Input Block Start

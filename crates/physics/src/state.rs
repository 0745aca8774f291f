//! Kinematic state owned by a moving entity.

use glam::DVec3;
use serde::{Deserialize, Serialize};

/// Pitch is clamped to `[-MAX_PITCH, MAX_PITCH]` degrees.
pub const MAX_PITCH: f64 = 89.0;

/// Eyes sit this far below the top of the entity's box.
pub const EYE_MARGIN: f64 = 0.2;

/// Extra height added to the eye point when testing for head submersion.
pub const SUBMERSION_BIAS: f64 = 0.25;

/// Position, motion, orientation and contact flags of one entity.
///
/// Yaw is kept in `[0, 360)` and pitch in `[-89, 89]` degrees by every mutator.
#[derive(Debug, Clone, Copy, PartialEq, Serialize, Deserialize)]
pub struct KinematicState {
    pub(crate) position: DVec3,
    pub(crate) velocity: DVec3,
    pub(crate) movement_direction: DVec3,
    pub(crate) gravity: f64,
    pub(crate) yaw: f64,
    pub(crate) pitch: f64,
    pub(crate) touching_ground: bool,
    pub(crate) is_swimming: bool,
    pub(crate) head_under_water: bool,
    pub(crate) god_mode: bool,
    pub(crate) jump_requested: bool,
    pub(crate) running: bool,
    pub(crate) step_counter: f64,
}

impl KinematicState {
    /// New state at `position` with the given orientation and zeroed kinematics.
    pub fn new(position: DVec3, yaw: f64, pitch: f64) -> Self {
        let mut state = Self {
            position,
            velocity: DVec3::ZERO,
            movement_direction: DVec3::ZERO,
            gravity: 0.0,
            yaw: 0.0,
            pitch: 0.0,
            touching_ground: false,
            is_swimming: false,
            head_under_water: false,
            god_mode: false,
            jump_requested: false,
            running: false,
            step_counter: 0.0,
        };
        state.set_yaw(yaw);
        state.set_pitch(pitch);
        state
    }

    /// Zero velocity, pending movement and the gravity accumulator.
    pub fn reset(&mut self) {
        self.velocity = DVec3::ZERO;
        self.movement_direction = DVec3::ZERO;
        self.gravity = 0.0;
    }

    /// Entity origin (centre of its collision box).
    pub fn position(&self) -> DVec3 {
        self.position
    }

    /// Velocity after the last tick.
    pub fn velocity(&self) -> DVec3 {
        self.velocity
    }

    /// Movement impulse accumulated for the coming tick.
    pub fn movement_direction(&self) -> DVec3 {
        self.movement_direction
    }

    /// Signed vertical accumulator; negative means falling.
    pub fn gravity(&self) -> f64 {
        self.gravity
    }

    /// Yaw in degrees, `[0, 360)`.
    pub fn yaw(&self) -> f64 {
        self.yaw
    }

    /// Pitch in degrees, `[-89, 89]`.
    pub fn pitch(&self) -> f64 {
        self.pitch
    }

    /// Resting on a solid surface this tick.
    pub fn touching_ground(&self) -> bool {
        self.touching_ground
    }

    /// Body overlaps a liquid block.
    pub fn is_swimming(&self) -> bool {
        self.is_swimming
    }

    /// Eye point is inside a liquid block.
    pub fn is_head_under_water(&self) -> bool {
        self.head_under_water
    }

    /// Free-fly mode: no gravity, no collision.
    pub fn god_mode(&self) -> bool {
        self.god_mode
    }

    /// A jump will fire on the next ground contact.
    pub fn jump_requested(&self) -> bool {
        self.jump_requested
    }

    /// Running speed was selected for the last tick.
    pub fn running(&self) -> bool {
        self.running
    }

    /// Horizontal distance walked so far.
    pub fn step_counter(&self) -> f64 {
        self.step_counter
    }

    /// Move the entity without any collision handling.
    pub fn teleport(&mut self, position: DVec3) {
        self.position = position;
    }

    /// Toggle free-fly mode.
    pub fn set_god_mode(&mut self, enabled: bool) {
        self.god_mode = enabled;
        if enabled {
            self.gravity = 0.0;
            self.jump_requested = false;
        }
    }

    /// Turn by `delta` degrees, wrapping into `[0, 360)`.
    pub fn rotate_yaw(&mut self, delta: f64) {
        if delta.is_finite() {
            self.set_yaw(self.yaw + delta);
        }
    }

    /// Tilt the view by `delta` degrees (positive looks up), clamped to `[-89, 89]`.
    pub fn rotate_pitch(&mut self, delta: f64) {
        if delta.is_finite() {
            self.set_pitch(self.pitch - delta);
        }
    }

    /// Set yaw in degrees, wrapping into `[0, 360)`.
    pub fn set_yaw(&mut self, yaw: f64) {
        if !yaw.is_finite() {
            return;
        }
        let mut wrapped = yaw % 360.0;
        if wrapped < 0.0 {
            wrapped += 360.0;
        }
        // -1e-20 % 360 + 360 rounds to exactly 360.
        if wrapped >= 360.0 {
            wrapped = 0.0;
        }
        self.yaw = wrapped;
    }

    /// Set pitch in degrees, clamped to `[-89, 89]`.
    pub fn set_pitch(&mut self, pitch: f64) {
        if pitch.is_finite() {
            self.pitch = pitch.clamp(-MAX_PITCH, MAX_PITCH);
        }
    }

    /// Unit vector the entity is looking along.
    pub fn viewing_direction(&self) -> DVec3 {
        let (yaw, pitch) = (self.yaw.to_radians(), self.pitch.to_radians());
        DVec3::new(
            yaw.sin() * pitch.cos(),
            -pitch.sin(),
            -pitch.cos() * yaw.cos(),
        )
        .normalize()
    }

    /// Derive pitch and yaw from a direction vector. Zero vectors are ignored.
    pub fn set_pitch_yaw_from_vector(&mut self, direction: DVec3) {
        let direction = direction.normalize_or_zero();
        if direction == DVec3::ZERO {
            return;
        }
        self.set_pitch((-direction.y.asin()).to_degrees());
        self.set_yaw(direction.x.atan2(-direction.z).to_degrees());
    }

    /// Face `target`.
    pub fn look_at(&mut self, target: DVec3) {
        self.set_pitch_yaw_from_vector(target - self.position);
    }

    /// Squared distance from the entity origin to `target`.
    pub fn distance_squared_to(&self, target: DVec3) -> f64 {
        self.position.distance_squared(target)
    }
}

Input Block End

Task prompt:
Could you transcribe the entries above word for word, from the line with "self.touching_ground" down to the line with "pub fn is_head_under_water(&self)", keeping both?

Task solution:
        self.touching_ground
    }

    /// Body overlaps a liquid block.
    pub fn is_swimming(&self) -> bool {
        self.is_swimming
    }

    /// Eye point is inside a liquid block.
    pub fn is_head_under_water(&self) -> bool {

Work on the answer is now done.